= ASSIGNMENT =
When the line containing "persist(&mut browser, config_path);" appears in the entries below, begin printing there and stop after the line containing "let result = tokio::task::spawn_blocking(move"; print each of those lines exactly and no other line.

(Dataset entries)
☆ ☆ ☆ ☆

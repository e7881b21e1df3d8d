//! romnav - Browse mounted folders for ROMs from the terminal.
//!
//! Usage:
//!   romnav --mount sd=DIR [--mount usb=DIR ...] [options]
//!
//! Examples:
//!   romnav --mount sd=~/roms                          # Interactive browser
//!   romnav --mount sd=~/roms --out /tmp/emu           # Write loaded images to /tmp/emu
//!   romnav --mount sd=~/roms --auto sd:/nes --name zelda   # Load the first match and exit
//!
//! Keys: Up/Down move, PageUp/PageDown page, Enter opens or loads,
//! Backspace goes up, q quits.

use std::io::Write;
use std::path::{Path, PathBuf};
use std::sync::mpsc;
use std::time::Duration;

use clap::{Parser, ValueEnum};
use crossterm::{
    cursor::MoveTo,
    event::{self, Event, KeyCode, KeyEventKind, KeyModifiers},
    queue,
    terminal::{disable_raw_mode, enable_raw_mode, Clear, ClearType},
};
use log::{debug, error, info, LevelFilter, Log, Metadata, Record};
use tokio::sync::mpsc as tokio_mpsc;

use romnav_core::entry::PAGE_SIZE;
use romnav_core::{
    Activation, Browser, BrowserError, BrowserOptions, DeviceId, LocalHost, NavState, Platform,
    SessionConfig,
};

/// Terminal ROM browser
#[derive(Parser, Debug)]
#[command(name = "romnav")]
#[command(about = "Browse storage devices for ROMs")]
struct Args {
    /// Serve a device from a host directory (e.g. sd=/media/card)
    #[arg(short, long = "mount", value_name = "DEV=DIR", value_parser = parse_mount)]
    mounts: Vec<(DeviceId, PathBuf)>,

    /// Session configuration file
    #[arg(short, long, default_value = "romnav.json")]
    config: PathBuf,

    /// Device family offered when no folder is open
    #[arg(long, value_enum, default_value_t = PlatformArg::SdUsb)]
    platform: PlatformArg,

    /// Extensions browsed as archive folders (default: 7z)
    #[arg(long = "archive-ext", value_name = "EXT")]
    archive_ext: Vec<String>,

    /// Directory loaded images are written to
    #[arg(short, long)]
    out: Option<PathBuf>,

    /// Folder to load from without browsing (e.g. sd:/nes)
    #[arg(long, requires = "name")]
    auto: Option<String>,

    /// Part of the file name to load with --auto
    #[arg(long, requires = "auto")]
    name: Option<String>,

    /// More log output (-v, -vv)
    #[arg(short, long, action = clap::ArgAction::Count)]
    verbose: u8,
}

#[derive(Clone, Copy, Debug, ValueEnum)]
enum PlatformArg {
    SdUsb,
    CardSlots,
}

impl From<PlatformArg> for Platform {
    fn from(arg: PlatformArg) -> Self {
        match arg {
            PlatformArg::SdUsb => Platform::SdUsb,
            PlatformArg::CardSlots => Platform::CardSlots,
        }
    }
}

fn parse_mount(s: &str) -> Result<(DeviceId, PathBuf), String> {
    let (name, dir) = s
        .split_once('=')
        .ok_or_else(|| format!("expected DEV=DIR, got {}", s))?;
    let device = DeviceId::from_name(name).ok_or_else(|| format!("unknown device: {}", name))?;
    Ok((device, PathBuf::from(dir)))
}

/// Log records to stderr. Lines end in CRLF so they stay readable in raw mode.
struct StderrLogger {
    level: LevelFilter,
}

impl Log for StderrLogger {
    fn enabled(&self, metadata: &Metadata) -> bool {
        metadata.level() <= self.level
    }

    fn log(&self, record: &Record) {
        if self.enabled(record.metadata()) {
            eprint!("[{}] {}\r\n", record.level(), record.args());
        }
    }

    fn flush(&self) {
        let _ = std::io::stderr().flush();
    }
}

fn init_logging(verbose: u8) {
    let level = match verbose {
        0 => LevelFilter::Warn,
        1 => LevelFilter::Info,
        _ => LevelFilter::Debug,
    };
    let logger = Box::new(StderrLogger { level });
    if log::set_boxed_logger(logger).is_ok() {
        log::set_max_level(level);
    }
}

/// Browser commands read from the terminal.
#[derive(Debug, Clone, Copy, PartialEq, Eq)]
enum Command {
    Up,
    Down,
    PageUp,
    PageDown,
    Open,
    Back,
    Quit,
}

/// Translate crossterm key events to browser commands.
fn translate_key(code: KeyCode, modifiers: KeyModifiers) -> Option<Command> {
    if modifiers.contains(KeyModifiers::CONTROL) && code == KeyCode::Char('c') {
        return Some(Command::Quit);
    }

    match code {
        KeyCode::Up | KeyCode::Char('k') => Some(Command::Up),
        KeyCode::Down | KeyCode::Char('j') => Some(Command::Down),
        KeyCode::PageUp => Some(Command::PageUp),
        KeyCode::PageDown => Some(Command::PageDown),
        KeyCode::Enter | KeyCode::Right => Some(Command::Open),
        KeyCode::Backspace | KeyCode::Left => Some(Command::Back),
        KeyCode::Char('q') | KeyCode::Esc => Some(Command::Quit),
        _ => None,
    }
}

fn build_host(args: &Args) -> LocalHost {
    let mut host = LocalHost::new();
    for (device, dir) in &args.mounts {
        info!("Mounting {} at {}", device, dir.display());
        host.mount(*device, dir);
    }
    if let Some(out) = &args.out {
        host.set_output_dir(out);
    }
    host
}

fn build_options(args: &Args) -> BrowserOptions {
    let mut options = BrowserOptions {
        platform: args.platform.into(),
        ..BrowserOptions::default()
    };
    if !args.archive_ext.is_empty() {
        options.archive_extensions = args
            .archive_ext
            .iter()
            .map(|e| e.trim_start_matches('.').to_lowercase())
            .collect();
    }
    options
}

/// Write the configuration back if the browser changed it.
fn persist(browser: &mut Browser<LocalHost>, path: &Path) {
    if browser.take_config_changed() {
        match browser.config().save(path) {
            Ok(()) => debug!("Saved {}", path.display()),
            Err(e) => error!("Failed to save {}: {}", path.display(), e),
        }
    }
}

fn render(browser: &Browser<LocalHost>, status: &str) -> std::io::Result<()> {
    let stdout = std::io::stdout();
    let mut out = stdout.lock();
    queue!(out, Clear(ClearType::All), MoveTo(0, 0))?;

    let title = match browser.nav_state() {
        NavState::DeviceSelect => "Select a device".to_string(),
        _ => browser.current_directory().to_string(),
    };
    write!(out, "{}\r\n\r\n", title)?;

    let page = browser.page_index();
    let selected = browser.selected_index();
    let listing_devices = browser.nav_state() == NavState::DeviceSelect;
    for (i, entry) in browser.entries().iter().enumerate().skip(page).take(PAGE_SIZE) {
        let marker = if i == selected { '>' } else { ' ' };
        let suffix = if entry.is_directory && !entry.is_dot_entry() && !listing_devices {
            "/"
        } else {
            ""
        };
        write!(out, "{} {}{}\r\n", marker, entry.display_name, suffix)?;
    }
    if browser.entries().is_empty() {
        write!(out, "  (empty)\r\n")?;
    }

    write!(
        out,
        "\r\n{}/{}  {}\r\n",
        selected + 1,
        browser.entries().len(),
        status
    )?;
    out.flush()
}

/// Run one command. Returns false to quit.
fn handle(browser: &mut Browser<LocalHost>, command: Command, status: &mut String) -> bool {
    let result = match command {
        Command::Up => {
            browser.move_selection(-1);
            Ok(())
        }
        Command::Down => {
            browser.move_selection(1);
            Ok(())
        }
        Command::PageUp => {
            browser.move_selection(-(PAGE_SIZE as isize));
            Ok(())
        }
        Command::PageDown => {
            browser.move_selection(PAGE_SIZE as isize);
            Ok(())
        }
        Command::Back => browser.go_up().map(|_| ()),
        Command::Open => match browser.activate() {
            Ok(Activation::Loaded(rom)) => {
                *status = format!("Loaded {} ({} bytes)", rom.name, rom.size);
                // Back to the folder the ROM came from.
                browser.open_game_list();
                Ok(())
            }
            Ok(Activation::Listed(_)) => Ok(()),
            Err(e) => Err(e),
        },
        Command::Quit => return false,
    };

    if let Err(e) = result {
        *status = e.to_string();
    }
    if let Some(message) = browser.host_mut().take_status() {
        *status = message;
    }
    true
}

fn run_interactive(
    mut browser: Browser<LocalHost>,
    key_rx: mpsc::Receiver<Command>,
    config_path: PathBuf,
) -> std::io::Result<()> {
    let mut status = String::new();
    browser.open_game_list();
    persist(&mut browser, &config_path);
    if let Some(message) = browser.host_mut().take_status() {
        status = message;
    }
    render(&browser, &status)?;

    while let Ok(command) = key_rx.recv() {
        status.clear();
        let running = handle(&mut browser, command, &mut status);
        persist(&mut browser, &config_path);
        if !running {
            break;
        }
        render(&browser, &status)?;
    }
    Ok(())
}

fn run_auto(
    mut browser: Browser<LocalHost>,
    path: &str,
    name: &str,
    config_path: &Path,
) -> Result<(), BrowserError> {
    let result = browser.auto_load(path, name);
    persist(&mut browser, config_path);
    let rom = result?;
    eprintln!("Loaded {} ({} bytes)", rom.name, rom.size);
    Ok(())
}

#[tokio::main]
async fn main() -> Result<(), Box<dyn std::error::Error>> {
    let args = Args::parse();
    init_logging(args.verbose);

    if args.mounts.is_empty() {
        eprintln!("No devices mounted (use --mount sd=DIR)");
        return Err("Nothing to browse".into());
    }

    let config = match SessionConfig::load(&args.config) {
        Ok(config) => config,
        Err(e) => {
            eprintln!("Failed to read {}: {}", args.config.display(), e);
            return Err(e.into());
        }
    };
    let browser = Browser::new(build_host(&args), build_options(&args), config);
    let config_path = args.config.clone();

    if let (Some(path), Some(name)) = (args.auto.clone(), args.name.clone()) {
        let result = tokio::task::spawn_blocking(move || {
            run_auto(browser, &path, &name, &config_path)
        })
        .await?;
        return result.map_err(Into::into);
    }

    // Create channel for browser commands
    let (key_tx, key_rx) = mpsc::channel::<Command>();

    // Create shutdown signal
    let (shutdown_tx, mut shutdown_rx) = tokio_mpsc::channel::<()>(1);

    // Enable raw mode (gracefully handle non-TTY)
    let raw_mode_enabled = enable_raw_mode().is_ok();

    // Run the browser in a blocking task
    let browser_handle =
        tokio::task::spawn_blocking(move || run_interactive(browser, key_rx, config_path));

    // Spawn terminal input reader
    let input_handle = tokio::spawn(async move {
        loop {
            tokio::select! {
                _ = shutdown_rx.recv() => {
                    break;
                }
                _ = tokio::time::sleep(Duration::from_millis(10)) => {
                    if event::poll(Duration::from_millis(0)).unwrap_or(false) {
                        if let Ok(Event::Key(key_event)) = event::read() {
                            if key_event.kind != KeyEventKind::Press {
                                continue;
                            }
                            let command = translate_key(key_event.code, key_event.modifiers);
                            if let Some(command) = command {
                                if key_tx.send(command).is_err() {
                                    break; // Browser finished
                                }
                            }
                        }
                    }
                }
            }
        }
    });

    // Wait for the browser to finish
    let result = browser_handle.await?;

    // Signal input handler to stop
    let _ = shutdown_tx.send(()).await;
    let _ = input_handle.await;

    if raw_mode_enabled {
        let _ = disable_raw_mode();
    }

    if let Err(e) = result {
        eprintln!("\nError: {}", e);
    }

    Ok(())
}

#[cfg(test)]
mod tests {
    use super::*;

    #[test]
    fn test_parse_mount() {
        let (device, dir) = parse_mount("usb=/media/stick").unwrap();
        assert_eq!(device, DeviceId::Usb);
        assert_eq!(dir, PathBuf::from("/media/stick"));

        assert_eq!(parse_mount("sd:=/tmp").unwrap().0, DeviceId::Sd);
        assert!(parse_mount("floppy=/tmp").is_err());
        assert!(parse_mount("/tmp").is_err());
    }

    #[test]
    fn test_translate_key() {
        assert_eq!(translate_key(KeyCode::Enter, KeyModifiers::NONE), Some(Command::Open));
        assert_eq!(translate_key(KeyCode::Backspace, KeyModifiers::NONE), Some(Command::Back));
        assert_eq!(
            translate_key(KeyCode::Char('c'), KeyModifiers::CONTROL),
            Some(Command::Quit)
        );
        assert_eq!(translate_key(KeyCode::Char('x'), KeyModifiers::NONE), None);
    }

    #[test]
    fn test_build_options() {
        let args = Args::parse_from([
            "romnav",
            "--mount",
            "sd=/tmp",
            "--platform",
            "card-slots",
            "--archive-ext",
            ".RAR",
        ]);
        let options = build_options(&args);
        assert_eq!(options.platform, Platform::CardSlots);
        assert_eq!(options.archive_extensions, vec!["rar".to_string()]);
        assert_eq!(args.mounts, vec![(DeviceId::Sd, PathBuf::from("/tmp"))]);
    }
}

☆ ☆ ☆ ☆

= TASK RESULT =
    persist(&mut browser, config_path);
    let rom = result?;
    eprintln!("Loaded {} ({} bytes)", rom.name, rom.size);
    Ok(())
}

#[tokio::main]
async fn main() -> Result<(), Box<dyn std::error::Error>> {
    let args = Args::parse();
    init_logging(args.verbose);

    if args.mounts.is_empty() {
        eprintln!("No devices mounted (use --mount sd=DIR)");
        return Err("Nothing to browse".into());
    }

    let config = match SessionConfig::load(&args.config) {
        Ok(config) => config,
        Err(e) => {
            eprintln!("Failed to read {}: {}", args.config.display(), e);
            return Err(e.into());
        }
    };
    let browser = Browser::new(build_host(&args), build_options(&args), config);
    let config_path = args.config.clone();

    if let (Some(path), Some(name)) = (args.auto.clone(), args.name.clone()) {
        let result = tokio::task::spawn_blocking(move || {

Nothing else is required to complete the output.